Humans respond well to contrast, and life and death are the ultimate example. Without them, we would take too much for granted. How else to explain the sensation we feel after finding something or reuniting with someone we thought was lost. Whether salad spoons or a lover, both become infinitely more valuable when we realize just how tenuous our hold on them really is.

Just ask the dying about death's power to bring life focus. In a short film about the U.K. Labour Party strategist Philip Gould, shot in the last two weeks before he died of esophageal cancer in 2011, the wilting man said "I knew that the purpose here now was to give as much love as I could to people who mattered to me even though I was dying. And my life became death. It gained a kind of quality and a power as it never had before."

Last year, a hospice worker recorded the top five regrets of the dying for the Guardian. Number two? "I wish I hadn't worked so hard." Number four? "I wish I had stayed in touch with my friends." Our jobs don't love us back and can't comfort us on our death beds.

The fact that we are going to die should provide a sense of freedom along with the pressure to have a meaningful life. No matter how important we feel, we are one of 7 billion people who will all meet the same fate; microscopic flecks in an enormous universe.

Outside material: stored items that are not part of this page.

use basketry_core::config::{AppConfig, LoadOptions};
use basketry_core::MiningParams;
use basketry_db::connect_with_settings;
use serde::Serialize;

#[derive(Clone, Copy, Debug, PartialEq, Eq, Serialize)]
#[serde(rename_all = "snake_case")]
enum CheckStatus {
    Pass,
    Fail,
    Skipped,
}

#[derive(Debug, Serialize)]
struct DoctorCheck {
    name: &'static str,
    status: CheckStatus,
    details: String,
}

#[derive(Debug, Serialize)]
struct DoctorReport {
    overall_status: CheckStatus,
    summary: String,
    checks: Vec<DoctorCheck>,
}

pub fn run(json_output: bool) -> String {
    let report = build_report();

    if json_output {
        return serde_json::to_string_pretty(&report).unwrap_or_else(|error| {
            format!(
                "{{\"overall_status\":\"fail\",\"summary\":\"doctor serialization failed\",\"error\":\"{}\"}}",
                escape_json(&error.to_string())
            )
        });
    }

    render_human(&report)
}

fn build_report() -> DoctorReport {
    let mut checks = Vec::new();

    match AppConfig::load(LoadOptions::default()) {
        Ok(config) => {
            checks.push(DoctorCheck {
                name: "config_validation",
                status: CheckStatus::Pass,
                details: "configuration loaded and validated".to_string(),
            });
            checks.push(check_mining_thresholds(&config));
            checks.push(check_database_connectivity(&config));
        }
        Err(error) => {
            checks.push(DoctorCheck {
                name: "config_validation",
                status: CheckStatus::Fail,
                details: error.to_string(),
            });
            checks.push(DoctorCheck {
                name: "mining_threshold_readiness",
                status: CheckStatus::Skipped,
                details: "skipped because configuration did not load".to_string(),
            });
            checks.push(DoctorCheck {
                name: "database_connectivity",
                status: CheckStatus::Skipped,
                details: "skipped because configuration did not load".to_string(),
            });
        }
    }

    let all_pass = checks.iter().all(|check| check.status == CheckStatus::Pass);
    let overall_status = if all_pass { CheckStatus::Pass } else { CheckStatus::Fail };
    let summary = if all_pass {
        "doctor: all readiness checks passed".to_string()
    } else {
        "doctor: one or more readiness checks failed".to_string()
    };

    DoctorReport { overall_status, summary, checks }
}

fn check_mining_thresholds(config: &AppConfig) -> DoctorCheck {
    match MiningParams::new(config.mining.min_support, config.mining.min_confidence) {
        Ok(params) => DoctorCheck {
            name: "mining_threshold_readiness",
            status: CheckStatus::Pass,
            details: format!(
                "min_support {} / min_confidence {} accepted by the miner",
                params.min_support(),
                params.min_confidence()
            ),
        },
        Err(error) => DoctorCheck {
            name: "mining_threshold_readiness",
            status: CheckStatus::Fail,
            details: error.to_string(),
        },
    }
}

fn check_database_connectivity(config: &AppConfig) -> DoctorCheck {
    let runtime = match tokio::runtime::Builder::new_current_thread().enable_all().build() {
        Ok(runtime) => runtime,
        Err(error) => {
            return DoctorCheck {
                name: "database_connectivity",
                status: CheckStatus::Fail,
                details: format!("failed to initialize async runtime: {error}"),
            };
        }
    };

    let result = runtime.block_on(async {
        let pool = connect_with_settings(
            &config.database.url,
            config.database.max_connections,
            config.database.timeout_secs,
        )
        .await
        .map_err(|error| format!("failed to connect to database: {error}"))?;

        pool.close().await;
        Ok::<(), String>(())
    });

    match result {
        Ok(()) => DoctorCheck {
            name: "database_connectivity",
            status: CheckStatus::Pass,
            details: format!("connected using `{}`", config.database.url),
        },
        Err(error) => {
            DoctorCheck { name: "database_connectivity", status: CheckStatus::Fail, details: error }
        }
    }
}

fn render_human(report: &DoctorReport) -> String {
    let mut lines = Vec::new();
    lines.push(report.summary.clone());

    for check in &report.checks {
        let marker = match check.status {
            CheckStatus::Pass => "ok",
            CheckStatus::Fail => "fail",
            CheckStatus::Skipped => "skip",
        };
        lines.push(format!("- [{marker}] {}: {}", check.name, check.details));
    }

    lines.join("\n")
}

fn escape_json(value: &str) -> String {
    value.replace('\\', "\\\\").replace('"', "\\\"")
}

And no matter how badly we want to leave a legacy, be productive, or make the world a better place, death means we won't be around to enjoy it -- precious permission to take ourselves a little less seriously.

Talking about death isn't easy. I spend many nights baffled by the thought of not being on Earth one day. My dad told me this weekend he's still scared of death, and the man has spent a short lifetime meditating on the topic. But acknowledging the reaper is real will make for better years than even Google could manufacture.